_EXERCISE INSTRUCTIONS_
Find and copy the lines in the records beneath this task that contain the word "crates".

════

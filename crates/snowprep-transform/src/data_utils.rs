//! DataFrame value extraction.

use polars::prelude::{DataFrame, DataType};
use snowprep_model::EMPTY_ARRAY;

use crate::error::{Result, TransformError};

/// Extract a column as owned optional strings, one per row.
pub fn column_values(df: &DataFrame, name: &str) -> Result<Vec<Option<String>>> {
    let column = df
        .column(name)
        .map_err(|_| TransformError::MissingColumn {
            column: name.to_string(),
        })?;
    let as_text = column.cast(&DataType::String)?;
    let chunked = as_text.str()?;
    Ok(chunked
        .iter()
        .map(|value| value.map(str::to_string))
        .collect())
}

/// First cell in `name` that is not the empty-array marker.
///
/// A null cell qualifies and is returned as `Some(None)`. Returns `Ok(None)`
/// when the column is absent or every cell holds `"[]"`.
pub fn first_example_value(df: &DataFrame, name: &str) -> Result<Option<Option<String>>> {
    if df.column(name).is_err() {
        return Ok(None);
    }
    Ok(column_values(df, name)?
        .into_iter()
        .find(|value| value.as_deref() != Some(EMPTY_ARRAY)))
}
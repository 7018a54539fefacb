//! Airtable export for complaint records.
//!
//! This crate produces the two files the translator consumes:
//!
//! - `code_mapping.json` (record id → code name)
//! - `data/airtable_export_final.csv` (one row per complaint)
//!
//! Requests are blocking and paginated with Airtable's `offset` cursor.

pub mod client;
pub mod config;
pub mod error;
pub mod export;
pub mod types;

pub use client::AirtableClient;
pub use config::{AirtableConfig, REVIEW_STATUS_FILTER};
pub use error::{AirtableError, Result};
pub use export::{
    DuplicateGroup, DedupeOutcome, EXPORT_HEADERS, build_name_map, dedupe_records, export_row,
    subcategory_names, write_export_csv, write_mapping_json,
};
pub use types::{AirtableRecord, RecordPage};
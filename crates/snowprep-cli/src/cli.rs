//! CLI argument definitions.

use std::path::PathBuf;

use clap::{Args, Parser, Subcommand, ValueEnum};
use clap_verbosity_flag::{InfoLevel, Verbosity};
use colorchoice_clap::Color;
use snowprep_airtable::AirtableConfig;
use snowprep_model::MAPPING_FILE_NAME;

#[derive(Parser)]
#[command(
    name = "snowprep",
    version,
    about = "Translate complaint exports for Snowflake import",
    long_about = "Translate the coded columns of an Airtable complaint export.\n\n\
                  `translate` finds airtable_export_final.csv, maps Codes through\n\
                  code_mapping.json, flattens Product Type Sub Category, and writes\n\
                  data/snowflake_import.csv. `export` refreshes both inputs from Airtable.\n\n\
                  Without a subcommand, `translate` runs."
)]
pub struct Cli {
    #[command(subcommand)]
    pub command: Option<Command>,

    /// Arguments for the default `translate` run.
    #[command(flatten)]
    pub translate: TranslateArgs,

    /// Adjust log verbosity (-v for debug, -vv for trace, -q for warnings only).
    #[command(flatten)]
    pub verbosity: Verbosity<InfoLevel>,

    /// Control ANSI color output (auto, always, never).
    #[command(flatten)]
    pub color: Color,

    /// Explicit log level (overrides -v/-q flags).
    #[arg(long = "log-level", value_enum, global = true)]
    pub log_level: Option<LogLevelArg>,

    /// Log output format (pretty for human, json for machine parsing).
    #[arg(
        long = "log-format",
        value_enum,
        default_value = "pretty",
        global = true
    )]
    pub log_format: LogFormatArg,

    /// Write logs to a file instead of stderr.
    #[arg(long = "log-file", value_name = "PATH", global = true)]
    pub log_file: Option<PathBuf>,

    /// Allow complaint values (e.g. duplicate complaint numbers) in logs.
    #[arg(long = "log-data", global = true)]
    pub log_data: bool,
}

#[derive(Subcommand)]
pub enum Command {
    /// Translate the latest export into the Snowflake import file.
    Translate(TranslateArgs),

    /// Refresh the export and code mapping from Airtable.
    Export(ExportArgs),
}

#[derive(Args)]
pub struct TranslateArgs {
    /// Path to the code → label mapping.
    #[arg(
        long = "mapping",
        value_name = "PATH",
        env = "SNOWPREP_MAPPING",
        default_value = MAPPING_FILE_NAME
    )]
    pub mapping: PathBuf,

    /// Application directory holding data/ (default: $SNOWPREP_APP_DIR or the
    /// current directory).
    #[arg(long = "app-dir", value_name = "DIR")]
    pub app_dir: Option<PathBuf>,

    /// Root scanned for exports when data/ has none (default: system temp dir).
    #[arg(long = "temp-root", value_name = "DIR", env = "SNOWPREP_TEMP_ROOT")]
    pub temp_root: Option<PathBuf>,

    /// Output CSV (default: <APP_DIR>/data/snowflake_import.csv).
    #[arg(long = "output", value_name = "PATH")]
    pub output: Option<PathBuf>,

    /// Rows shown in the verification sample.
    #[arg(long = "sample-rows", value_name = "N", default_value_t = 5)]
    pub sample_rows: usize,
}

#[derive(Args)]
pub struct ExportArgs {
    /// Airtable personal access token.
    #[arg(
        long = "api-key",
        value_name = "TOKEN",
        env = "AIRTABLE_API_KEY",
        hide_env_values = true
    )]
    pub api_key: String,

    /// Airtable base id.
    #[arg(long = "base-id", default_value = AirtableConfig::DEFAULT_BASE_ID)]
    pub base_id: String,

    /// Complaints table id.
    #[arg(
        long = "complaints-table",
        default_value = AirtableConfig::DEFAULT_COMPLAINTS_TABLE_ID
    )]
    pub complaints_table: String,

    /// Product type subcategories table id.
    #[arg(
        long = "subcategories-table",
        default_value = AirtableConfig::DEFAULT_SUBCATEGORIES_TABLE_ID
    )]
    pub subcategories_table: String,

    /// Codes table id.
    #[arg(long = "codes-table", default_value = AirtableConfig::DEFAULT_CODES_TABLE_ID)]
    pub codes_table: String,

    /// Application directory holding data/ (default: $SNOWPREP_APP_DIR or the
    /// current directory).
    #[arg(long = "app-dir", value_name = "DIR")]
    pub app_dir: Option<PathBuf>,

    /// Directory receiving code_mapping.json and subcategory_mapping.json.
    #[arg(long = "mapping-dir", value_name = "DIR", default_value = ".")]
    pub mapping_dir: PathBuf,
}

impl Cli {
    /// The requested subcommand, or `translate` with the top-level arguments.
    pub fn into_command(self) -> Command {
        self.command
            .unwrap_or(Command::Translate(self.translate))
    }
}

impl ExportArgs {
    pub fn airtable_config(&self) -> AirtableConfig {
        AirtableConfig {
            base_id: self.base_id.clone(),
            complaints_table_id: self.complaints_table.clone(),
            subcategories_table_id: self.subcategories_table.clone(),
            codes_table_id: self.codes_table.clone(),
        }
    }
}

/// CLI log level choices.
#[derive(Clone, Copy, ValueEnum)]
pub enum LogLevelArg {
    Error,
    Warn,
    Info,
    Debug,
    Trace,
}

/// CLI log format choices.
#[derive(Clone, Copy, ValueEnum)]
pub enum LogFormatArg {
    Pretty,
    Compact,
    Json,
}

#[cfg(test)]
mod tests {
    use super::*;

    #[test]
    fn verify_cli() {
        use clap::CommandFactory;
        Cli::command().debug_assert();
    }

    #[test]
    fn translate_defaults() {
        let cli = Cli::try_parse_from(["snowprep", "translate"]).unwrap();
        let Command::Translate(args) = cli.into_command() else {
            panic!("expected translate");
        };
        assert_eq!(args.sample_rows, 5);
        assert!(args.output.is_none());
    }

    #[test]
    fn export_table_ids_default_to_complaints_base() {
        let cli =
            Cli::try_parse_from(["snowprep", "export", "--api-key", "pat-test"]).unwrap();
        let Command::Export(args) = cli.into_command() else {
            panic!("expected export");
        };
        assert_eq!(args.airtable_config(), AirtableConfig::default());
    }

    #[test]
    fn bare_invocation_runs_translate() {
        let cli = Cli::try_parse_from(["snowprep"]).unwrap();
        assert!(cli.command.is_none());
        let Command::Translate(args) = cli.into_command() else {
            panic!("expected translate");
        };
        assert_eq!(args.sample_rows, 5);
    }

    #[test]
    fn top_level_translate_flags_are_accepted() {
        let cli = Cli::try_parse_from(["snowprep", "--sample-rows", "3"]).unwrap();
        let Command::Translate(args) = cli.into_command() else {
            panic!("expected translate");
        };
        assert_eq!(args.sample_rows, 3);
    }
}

════

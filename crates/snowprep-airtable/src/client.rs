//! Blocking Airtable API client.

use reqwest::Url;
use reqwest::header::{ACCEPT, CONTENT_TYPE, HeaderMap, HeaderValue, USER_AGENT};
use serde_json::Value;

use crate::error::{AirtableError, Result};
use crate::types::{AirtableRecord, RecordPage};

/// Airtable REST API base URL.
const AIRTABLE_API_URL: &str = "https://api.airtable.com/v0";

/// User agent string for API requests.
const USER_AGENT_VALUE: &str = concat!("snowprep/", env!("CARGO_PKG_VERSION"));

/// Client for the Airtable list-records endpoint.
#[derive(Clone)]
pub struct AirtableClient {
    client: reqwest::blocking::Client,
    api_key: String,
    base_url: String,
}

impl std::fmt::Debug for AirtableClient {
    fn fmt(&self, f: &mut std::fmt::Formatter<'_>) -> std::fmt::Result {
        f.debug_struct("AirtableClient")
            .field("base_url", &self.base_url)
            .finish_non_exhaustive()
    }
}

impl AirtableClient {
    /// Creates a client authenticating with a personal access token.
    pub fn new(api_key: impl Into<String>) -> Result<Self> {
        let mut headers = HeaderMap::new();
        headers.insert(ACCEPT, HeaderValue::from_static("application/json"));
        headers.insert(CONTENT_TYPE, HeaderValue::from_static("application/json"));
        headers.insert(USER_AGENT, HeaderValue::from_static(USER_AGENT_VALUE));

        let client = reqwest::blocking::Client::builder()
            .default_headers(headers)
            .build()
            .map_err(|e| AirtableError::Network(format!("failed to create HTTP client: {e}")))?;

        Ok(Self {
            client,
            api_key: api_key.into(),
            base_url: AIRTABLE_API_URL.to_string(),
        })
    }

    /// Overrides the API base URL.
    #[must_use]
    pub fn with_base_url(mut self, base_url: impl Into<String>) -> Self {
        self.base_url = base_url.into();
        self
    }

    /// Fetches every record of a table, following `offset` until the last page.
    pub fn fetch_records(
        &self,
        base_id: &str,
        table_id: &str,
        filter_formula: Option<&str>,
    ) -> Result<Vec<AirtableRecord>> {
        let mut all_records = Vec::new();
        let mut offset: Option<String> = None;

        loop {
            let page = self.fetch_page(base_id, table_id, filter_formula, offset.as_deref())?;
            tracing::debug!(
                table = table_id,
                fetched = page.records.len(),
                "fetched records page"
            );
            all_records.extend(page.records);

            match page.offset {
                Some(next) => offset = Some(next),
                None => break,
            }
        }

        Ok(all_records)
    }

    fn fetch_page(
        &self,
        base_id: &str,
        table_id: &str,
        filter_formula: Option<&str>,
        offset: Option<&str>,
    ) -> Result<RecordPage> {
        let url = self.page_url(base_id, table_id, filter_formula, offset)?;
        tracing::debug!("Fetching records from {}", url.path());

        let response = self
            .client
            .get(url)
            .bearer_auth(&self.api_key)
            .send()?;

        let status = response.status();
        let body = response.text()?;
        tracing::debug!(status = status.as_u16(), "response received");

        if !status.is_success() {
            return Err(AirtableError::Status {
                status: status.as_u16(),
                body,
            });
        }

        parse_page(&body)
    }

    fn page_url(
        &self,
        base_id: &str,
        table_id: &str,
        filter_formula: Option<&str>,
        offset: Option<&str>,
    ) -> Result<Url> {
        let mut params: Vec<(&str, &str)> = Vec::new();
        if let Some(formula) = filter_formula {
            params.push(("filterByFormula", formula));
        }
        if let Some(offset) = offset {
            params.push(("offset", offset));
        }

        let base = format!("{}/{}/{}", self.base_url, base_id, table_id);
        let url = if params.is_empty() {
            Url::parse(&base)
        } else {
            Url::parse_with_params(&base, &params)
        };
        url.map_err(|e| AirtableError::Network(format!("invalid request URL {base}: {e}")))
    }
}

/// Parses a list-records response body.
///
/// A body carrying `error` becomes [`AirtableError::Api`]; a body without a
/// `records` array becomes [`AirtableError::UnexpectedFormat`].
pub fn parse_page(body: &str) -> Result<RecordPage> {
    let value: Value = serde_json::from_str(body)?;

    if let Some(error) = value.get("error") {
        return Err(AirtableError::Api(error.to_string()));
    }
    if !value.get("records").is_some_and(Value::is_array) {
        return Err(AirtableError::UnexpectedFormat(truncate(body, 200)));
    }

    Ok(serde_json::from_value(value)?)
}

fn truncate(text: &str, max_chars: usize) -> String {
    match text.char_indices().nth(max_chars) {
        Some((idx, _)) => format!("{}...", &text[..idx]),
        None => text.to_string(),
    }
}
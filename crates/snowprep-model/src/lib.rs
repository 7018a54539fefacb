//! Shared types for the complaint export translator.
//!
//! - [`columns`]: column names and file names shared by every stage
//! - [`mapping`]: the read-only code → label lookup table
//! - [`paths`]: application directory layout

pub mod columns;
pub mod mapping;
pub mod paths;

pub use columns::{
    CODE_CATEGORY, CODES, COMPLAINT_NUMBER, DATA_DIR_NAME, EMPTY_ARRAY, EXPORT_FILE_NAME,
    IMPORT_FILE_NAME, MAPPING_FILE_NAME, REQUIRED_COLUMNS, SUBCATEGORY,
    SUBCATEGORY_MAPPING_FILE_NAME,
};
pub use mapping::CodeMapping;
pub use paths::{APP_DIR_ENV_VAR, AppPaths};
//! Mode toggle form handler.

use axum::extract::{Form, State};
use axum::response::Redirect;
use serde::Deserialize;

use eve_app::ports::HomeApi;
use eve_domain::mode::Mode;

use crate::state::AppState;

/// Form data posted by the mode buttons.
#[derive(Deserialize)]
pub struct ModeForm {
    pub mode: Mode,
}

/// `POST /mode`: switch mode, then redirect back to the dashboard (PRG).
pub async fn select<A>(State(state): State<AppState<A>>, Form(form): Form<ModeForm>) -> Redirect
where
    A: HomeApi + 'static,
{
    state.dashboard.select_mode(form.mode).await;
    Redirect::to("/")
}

════

_COMPLETED EXERCISE_
filename crates/snowprep-transform/src/data_utils.rs
filename crates/snowprep-cli/src/cli.rs
filename crates/snowprep-airtable/src/client.rs
filename crates/snowprep-model/src/lib.rs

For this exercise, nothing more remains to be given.